Action item - In your answer, transcribe all of the data exactly.

Input data -
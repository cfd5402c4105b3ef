//! Process configuration from environment variables.

use crate::domain::Language;
use crate::railway::CSRF_TOKEN_PATH;

pub const TELEGRAM_BOT_TOKEN: &str = "TELEGRAM_BOT_TOKEN";
pub const ENVIRONMENT: &str = "ENVIRONMENT";
pub const RAILWAY_XSRF_TOKEN: &str = "RAILWAY_XSRF_TOKEN";
pub const RAILWAY_COOKIES: &str = "RAILWAY_COOKIES";
pub const RAILWAY_LANGUAGE: &str = "RAILWAY_LANGUAGE";
pub const RAILWAY_BASE_URL: &str = "RAILWAY_BASE_URL";
pub const RAILWAY_CSRF_URL: &str = "RAILWAY_CSRF_URL";

const DEFAULT_ENVIRONMENT: &str = "development";

#[derive(Debug, thiserror::Error)]
pub enum ConfigError {
    #[error("{0} is not set")]
    MissingVar(&'static str),
}

/// Static provider credentials.
#[derive(Clone, PartialEq, Eq)]
pub struct StaticCredentials {
    pub token: String,
    pub cookies: String,
}

impl std::fmt::Debug for StaticCredentials {
    fn fmt(&self, f: &mut std::fmt::Formatter<'_>) -> std::fmt::Result {
        f.debug_struct("StaticCredentials").finish_non_exhaustive()
    }
}

#[derive(Clone)]
pub struct Config {
    pub telegram_token: String,
    pub environment: String,
    /// Used verbatim when both token and cookies are set; otherwise
    /// credentials are fetched at startup.
    pub credentials: Option<StaticCredentials>,
    pub language: Language,
    pub base_url: Option<String>,
    /// Set explicitly, or derived from the origin of `base_url` so that
    /// tokens come from the same deployment as searches.
    pub csrf_url: Option<String>,
}

impl std::fmt::Debug for Config {
    fn fmt(&self, f: &mut std::fmt::Formatter<'_>) -> std::fmt::Result {
        f.debug_struct("Config")
            .field("environment", &self.environment)
            .field("credentials", &self.credentials)
            .field("language", &self.language)
            .field("base_url", &self.base_url)
            .field("csrf_url", &self.csrf_url)
            .finish_non_exhaustive()
    }
}

impl Config {
    /// Read the process environment.
    pub fn from_env() -> Result<Self, ConfigError> {
        Self::from_lookup(|key| std::env::var(key).ok())
    }

    /// Read configuration through `lookup`. Blank values count as unset.
    pub fn from_lookup(lookup: impl Fn(&str) -> Option<String>) -> Result<Self, ConfigError> {
        let get = |key: &str| {
            lookup(key)
                .map(|v| v.trim().to_string())
                .filter(|v| !v.is_empty())
        };

        let telegram_token =
            get(TELEGRAM_BOT_TOKEN).ok_or(ConfigError::MissingVar(TELEGRAM_BOT_TOKEN))?;

        let credentials = match (get(RAILWAY_XSRF_TOKEN), get(RAILWAY_COOKIES)) {
            (Some(token), Some(cookies)) => Some(StaticCredentials { token, cookies }),
            _ => None,
        };

        let language = match get(RAILWAY_LANGUAGE) {
            Some(code) => code.parse::<Language>().unwrap_or_else(|e| {
                tracing::warn!(error = %e, "ignoring {RAILWAY_LANGUAGE}");
                Language::default()
            }),
            None => Language::default(),
        };

        let base_url = get(RAILWAY_BASE_URL);
        let csrf_url = get(RAILWAY_CSRF_URL).or_else(|| {
            let base_url = base_url.as_deref()?;
            let derived = csrf_url_for(base_url);
            if derived.is_none() {
                tracing::warn!(base_url, "cannot derive {RAILWAY_CSRF_URL} from {RAILWAY_BASE_URL}");
            }
            derived
        });

        Ok(Self {
            telegram_token,
            environment: get(ENVIRONMENT).unwrap_or_else(|| DEFAULT_ENVIRONMENT.to_string()),
            credentials,
            language,
            base_url,
            csrf_url,
        })
    }

    pub fn is_production(&self) -> bool {
        self.environment.eq_ignore_ascii_case("production")
    }
}

/// CSRF endpoint on the same origin as `base_url`.
fn csrf_url_for(base_url: &str) -> Option<String> {
    let origin = reqwest::Url::parse(base_url).ok()?.origin();
    origin
        .is_tuple()
        .then(|| format!("{}{CSRF_TOKEN_PATH}", origin.ascii_serialization()))
}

Exercise answer -
repository cfd5402c4105b3ef
//! Process configuration from environment variables.

use crate::domain::Language;
use crate::railway::CSRF_TOKEN_PATH;

pub const TELEGRAM_BOT_TOKEN: &str = "TELEGRAM_BOT_TOKEN";
pub const ENVIRONMENT: &str = "ENVIRONMENT";
pub const RAILWAY_XSRF_TOKEN: &str = "RAILWAY_XSRF_TOKEN";
pub const RAILWAY_COOKIES: &str = "RAILWAY_COOKIES";
pub const RAILWAY_LANGUAGE: &str = "RAILWAY_LANGUAGE";
pub const RAILWAY_BASE_URL: &str = "RAILWAY_BASE_URL";
pub const RAILWAY_CSRF_URL: &str = "RAILWAY_CSRF_URL";

const DEFAULT_ENVIRONMENT: &str = "development";

#[derive(Debug, thiserror::Error)]
pub enum ConfigError {
    #[error("{0} is not set")]
    MissingVar(&'static str),
}

/// Static provider credentials.
#[derive(Clone, PartialEq, Eq)]
pub struct StaticCredentials {
    pub token: String,
    pub cookies: String,
}

impl std::fmt::Debug for StaticCredentials {
    fn fmt(&self, f: &mut std::fmt::Formatter<'_>) -> std::fmt::Result {
        f.debug_struct("StaticCredentials").finish_non_exhaustive()
    }
}

#[derive(Clone)]
pub struct Config {
    pub telegram_token: String,
    pub environment: String,
    /// Used verbatim when both token and cookies are set; otherwise
    /// credentials are fetched at startup.
    pub credentials: Option<StaticCredentials>,
    pub language: Language,
    pub base_url: Option<String>,
    /// Set explicitly, or derived from the origin of `base_url` so that
    /// tokens come from the same deployment as searches.
    pub csrf_url: Option<String>,
}

impl std::fmt::Debug for Config {
    fn fmt(&self, f: &mut std::fmt::Formatter<'_>) -> std::fmt::Result {
        f.debug_struct("Config")
            .field("environment", &self.environment)
            .field("credentials", &self.credentials)
            .field("language", &self.language)
            .field("base_url", &self.base_url)
            .field("csrf_url", &self.csrf_url)
            .finish_non_exhaustive()
    }
}

impl Config {
    /// Read the process environment.
    pub fn from_env() -> Result<Self, ConfigError> {
        Self::from_lookup(|key| std::env::var(key).ok())
    }

    /// Read configuration through `lookup`. Blank values count as unset.
    pub fn from_lookup(lookup: impl Fn(&str) -> Option<String>) -> Result<Self, ConfigError> {
        let get = |key: &str| {
            lookup(key)
                .map(|v| v.trim().to_string())
                .filter(|v| !v.is_empty())
        };

        let telegram_token =
            get(TELEGRAM_BOT_TOKEN).ok_or(ConfigError::MissingVar(TELEGRAM_BOT_TOKEN))?;

        let credentials = match (get(RAILWAY_XSRF_TOKEN), get(RAILWAY_COOKIES)) {
            (Some(token), Some(cookies)) => Some(StaticCredentials { token, cookies }),
            _ => None,
        };

        let language = match get(RAILWAY_LANGUAGE) {
            Some(code) => code.parse::<Language>().unwrap_or_else(|e| {
                tracing::warn!(error = %e, "ignoring {RAILWAY_LANGUAGE}");
                Language::default()
            }),
            None => Language::default(),
        };

        let base_url = get(RAILWAY_BASE_URL);
        let csrf_url = get(RAILWAY_CSRF_URL).or_else(|| {
            let base_url = base_url.as_deref()?;
            let derived = csrf_url_for(base_url);
            if derived.is_none() {
                tracing::warn!(base_url, "cannot derive {RAILWAY_CSRF_URL} from {RAILWAY_BASE_URL}");
            }
            derived
        });

        Ok(Self {
            telegram_token,
            environment: get(ENVIRONMENT).unwrap_or_else(|| DEFAULT_ENVIRONMENT.to_string()),
            credentials,
            language,
            base_url,
            csrf_url,
        })
    }

    pub fn is_production(&self) -> bool {
        self.environment.eq_ignore_ascii_case("production")
    }
}

/// CSRF endpoint on the same origin as `base_url`.
fn csrf_url_for(base_url: &str) -> Option<String> {
    let origin = reqwest::Url::parse(base_url).ok()?.origin();
    origin
        .is_tuple()
        .then(|| format!("{}{CSRF_TOKEN_PATH}", origin.ascii_serialization()))
}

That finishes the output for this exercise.